The first two cases of death from monkeypox were recorded in Europe. Both in Spain

Oleksiy Yarmolenko

The first two cases of death from monkeypox were recorded in Europe. Both deaths were reported by Spanish health authorities.

Reuters writes about it.

The Spaniards reported the first death on Friday, and on Saturday it became known about the second. The first death from monkeypox was also reported in Brazil. Thus, these are the first fatal cases of the disease outside of Africa.

In Spain, it was reported that the first patient died of encephalitis, which developed against the background of infection with monkeypox. The cause of death of the second person has not yet been named.

A total of 4,300 cases of infection in Spain, of which 3.2% of people were hospitalized.

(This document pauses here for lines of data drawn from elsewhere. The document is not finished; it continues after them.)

impl CodecTable for JdbcCodecs {
    fn converter_name(&self) -> &'static str {
        "JDBC"
    }

    fn internal_converter(&self, ty: &LogicalType) -> Result<Decoder, ConvertError> {
        let decoder = match ty {
            LogicalType::Null => Decoder::new(|_| Ok(Datum::Null)),
            LogicalType::Boolean => Decoder::new(|value| match value {
                Value::Bool(b) => Ok(Datum::Boolean(*b)),
                value => Err(ConvertError::value_mismatch("bool", value)),
            }),
            LogicalType::TinyInt => Decoder::new(|value| {
                let i = match value {
                    Value::Int2(i) => i32::from(*i),
                    Value::Int4(i) => *i,
                    value => return Err(ConvertError::value_mismatch("int4", value)),
                };
                i8::try_from(i)
                    .map(Datum::TinyInt)
                    .map_err(|_| out_of_range(i, LogicalType::TinyInt))
            }),
            // Drivers following JDBC 1.0 report small integers as 4-byte
            // integers.
            LogicalType::SmallInt => Decoder::new(|value| match value {
                Value::Int2(i) => Ok(Datum::SmallInt(*i)),
                Value::Int4(i) => i16::try_from(*i)
                    .map(Datum::SmallInt)
                    .map_err(|_| out_of_range(i, LogicalType::SmallInt)),
                value => Err(ConvertError::value_mismatch("int2", value)),
            }),
            LogicalType::Integer | LogicalType::IntervalYearMonth => {
                Decoder::new(|value| match value {
                    Value::Int4(i) => Ok(Datum::Int(*i)),
                    value => Err(ConvertError::value_mismatch("int4", value)),
                })
            }
            LogicalType::BigInt | LogicalType::IntervalDayTime => {
                Decoder::new(|value| match value {
                    Value::Int8(i) => Ok(Datum::BigInt(*i)),
                    value => Err(ConvertError::value_mismatch("int8", value)),
                })
            }
            LogicalType::Float => Decoder::new(|value| match value {
                Value::Float4(f) => Ok(Datum::Float(*f)),
                value => Err(ConvertError::value_mismatch("float4", value)),
            }),
            LogicalType::Double => Decoder::new(|value| match value {
                Value::Float8(f) => Ok(Datum::Double(*f)),
                value => Err(ConvertError::value_mismatch("float8", value)),
            }),
            LogicalType::Decimal { precision, scale } => {
                let (precision, scale) = (*precision, *scale);
                // Values that do not fit the declared precision decode as
                // NULL.
                Decoder::new(move |value| {
                    let decimal = match value {
                        Value::Numeric(d) => DecimalData::from_decimal(*d, precision, scale),
                        // Unsigned 64-bit columns are read into DECIMAL(20, 0).
                        Value::BigInteger(i) => DecimalData::from_parts(*i, 0, precision, scale),
                        value => return Err(ConvertError::value_mismatch("numeric", value)),
                    };
                    Ok(decimal.map_or(Datum::Null, Datum::Decimal))
                })
            }
            LogicalType::Date => Decoder::new(|value| match value {
                Value::Date(d) => Ok(Datum::Int(d.num_days_from_ce() - UNIX_EPOCH_DAYS_FROM_CE)),
                value => Err(ConvertError::value_mismatch("date", value)),
            }),
            LogicalType::Time { .. } => {
                let typ = ty.clone();
                Decoder::new(move |value| match value {
                    Value::Time(t) => {
                        let millis = t.num_seconds_from_midnight() * MILLIS_PER_SECOND
                            + t.nanosecond() / NANOS_PER_MILLI;
                        i32::try_from(millis)
                            .map(Datum::Int)
                            .map_err(|_| out_of_range(t, typ.clone()))
                    }
                    value => Err(ConvertError::value_mismatch("time", value)),
                })
            }
            LogicalType::Timestamp { .. } | LogicalType::TimestampTz { .. } => {
                Decoder::new(|value| match value {
                    Value::Timestamp(ts) => {
                        Ok(Datum::Timestamp(TimestampData::from_naive_datetime(*ts)))
                    }
                    Value::TimestampTz(ts) => Ok(Datum::Timestamp(
                        TimestampData::from_naive_datetime(ts.naive_utc()),
                    )),
                    value => Err(ConvertError::value_mismatch("timestamp", value)),
                })
            }
            LogicalType::Char { .. } | LogicalType::VarChar { .. } => {
                Decoder::new(|value| match value {
                    Value::Text(s) => Ok(Datum::String(s.clone())),
                    value => Err(ConvertError::value_mismatch("text", value)),
                })
            }
            LogicalType::Binary { .. } | LogicalType::VarBinary { .. } => {
                Decoder::new(|value| match value {
                    Value::Bytea(b) => Ok(Datum::Binary(b.clone())),
                    value => Err(ConvertError::value_mismatch("bytea", value)),
                })
            }
            LogicalType::TimestampLtz { .. }
            | LogicalType::Array(_)
            | LogicalType::Multiset(_)
            | LogicalType::Map { .. }
            | LogicalType::Row(_)
            | LogicalType::Raw => return Err(ConvertError::UnsupportedType(ty.clone())),
        };
        Ok(decoder)
    }

    fn external_converter(&self, ty: &LogicalType) -> Result<Encoder, ConvertError> {
        let encoder = match ty {
            LogicalType::Null => {
                Encoder::new(|_, index, sink| sink.set_null(index, &Type::UNKNOWN))
            }
            LogicalType::Boolean => write_with(|datum| match datum {
                Datum::Boolean(b) => Ok(Value::Bool(*b)),
                datum => Err(ConvertError::datum_mismatch("boolean", datum)),
            }),
            LogicalType::TinyInt => write_with(|datum| match datum {
                Datum::TinyInt(i) => Ok(Value::Int2(i16::from(*i))),
                datum => Err(ConvertError::datum_mismatch("tinyint", datum)),
            }),
            LogicalType::SmallInt => write_with(|datum| match datum {
                Datum::SmallInt(i) => Ok(Value::Int2(*i)),
                datum => Err(ConvertError::datum_mismatch("smallint", datum)),
            }),
            LogicalType::Integer | LogicalType::IntervalYearMonth => {
                write_with(|datum| match datum {
                    Datum::Int(i) => Ok(Value::Int4(*i)),
                    datum => Err(ConvertError::datum_mismatch("int", datum)),
                })
            }
            LogicalType::BigInt | LogicalType::IntervalDayTime => {
                write_with(|datum| match datum {
                    Datum::BigInt(i) => Ok(Value::Int8(*i)),
                    datum => Err(ConvertError::datum_mismatch("bigint", datum)),
                })
            }
            LogicalType::Float => write_with(|datum| match datum {
                Datum::Float(f) => Ok(Value::Float4(*f)),
                datum => Err(ConvertError::datum_mismatch("float", datum)),
            }),
            LogicalType::Double => write_with(|datum| match datum {
                Datum::Double(f) => Ok(Value::Float8(*f)),
                datum => Err(ConvertError::datum_mismatch("double", datum)),
            }),
            LogicalType::Char { .. } | LogicalType::VarChar { .. } => {
                write_with(|datum| match datum {
                    Datum::String(s) => Ok(Value::Text(s.clone())),
                    datum => Err(ConvertError::datum_mismatch("string", datum)),
                })
            }
            LogicalType::Binary { .. } | LogicalType::VarBinary { .. } => {
                write_with(|datum| match datum {
                    Datum::Binary(b) => Ok(Value::Bytea(b.clone())),
                    datum => Err(ConvertError::datum_mismatch("binary", datum)),
                })
            }
            LogicalType::Date => write_with(|datum| match datum {
                Datum::Int(days) => days
                    .checked_add(UNIX_EPOCH_DAYS_FROM_CE)
                    .and_then(NaiveDate::from_num_days_from_ce_opt)
                    .map(Value::Date)
                    .ok_or_else(|| out_of_range(days, LogicalType::Date)),
                datum => Err(ConvertError::datum_mismatch("int", datum)),
            }),
            LogicalType::Time { .. } => {
                let typ = ty.clone();
                write_with(move |datum| match datum {
                    Datum::Int(millis) => u32::try_from(*millis)
                        .ok()
                        .and_then(|millis| {
                            NaiveTime::from_num_seconds_from_midnight_opt(
                                millis / MILLIS_PER_SECOND,
                                (millis % MILLIS_PER_SECOND) * NANOS_PER_MILLI,
                            )
                        })
                        .map(Value::Time)
                        .ok_or_else(|| out_of_range(millis, typ.clone())),
                    datum => Err(ConvertError::datum_mismatch("int", datum)),
                })
            }
            LogicalType::Timestamp { .. } => {
                let typ = ty.clone();
                write_with(move |datum| match datum {
                    Datum::Timestamp(ts) => ts
                        .to_naive_datetime()
                        .map(Value::Timestamp)
                        .ok_or_else(|| out_of_range(ts.millisecond(), typ.clone())),
                    datum => Err(ConvertError::datum_mismatch("timestamp", datum)),
                })
            }
            LogicalType::TimestampTz { .. } => {
                let typ = ty.clone();
                write_with(move |datum| match datum {
                    Datum::Timestamp(ts) => ts
                        .to_naive_datetime()
                        .map(|ts| Value::TimestampTz(ts.and_utc()))
                        .ok_or_else(|| out_of_range(ts.millisecond(), typ.clone())),
                    datum => Err(ConvertError::datum_mismatch("timestamp", datum)),
                })
            }
            LogicalType::Decimal { .. } => {
                let typ = ty.clone();
                write_with(move |datum| match datum {
                    Datum::Decimal(d) => d
                        .to_decimal()
                        .map(Value::Numeric)
                        .ok_or_else(|| out_of_range(d, typ.clone())),
                    datum => Err(ConvertError::datum_mismatch("decimal", datum)),
                })
            }
            LogicalType::TimestampLtz { .. }
            | LogicalType::Array(_)
            | LogicalType::Multiset(_)
            | LogicalType::Map { .. }
            | LogicalType::Row(_)
            | LogicalType::Raw => return Err(ConvertError::UnsupportedType(ty.clone())),
        };
        Ok(encoder)
    }
}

  • Monkeypox is a rare infection that is mostly spread by wild animals in West and Central Africa. It is possible to become infected by contact with an infected animal, but scientists are not sure what exactly with a monkey — in their opinion, smallpox is transmitted to humans by rodents. A person can catch monkeypox if they are bitten by an infected animal or if a person comes into contact with animal fluids: blood, feces, saliva, etc. You can also get infected if you eat undercooked meat. At the same time, the disease spreads very rarely between people and is easily tolerated.
  • This type of smallpox is characterized by fever and rashes. There is no special vaccine against monkeypox, but scientists are sure that the vaccine against common smallpox is also effective. In addition, it can be injected after contact with an infected person — this will greatly facilitate the course of the disease.
  • Monkeypox has already been detected in some countries neighboring Ukraine, such as Poland and Romania. The chief sanitary doctor of Ukraine, Ihor Kuzin, believes that the risks of this disease for Ukraine are quite low. At the same time, the head of the World Health Organization, Tedros Ghebreyesus, declared the monkeypox outbreak "a public health emergency."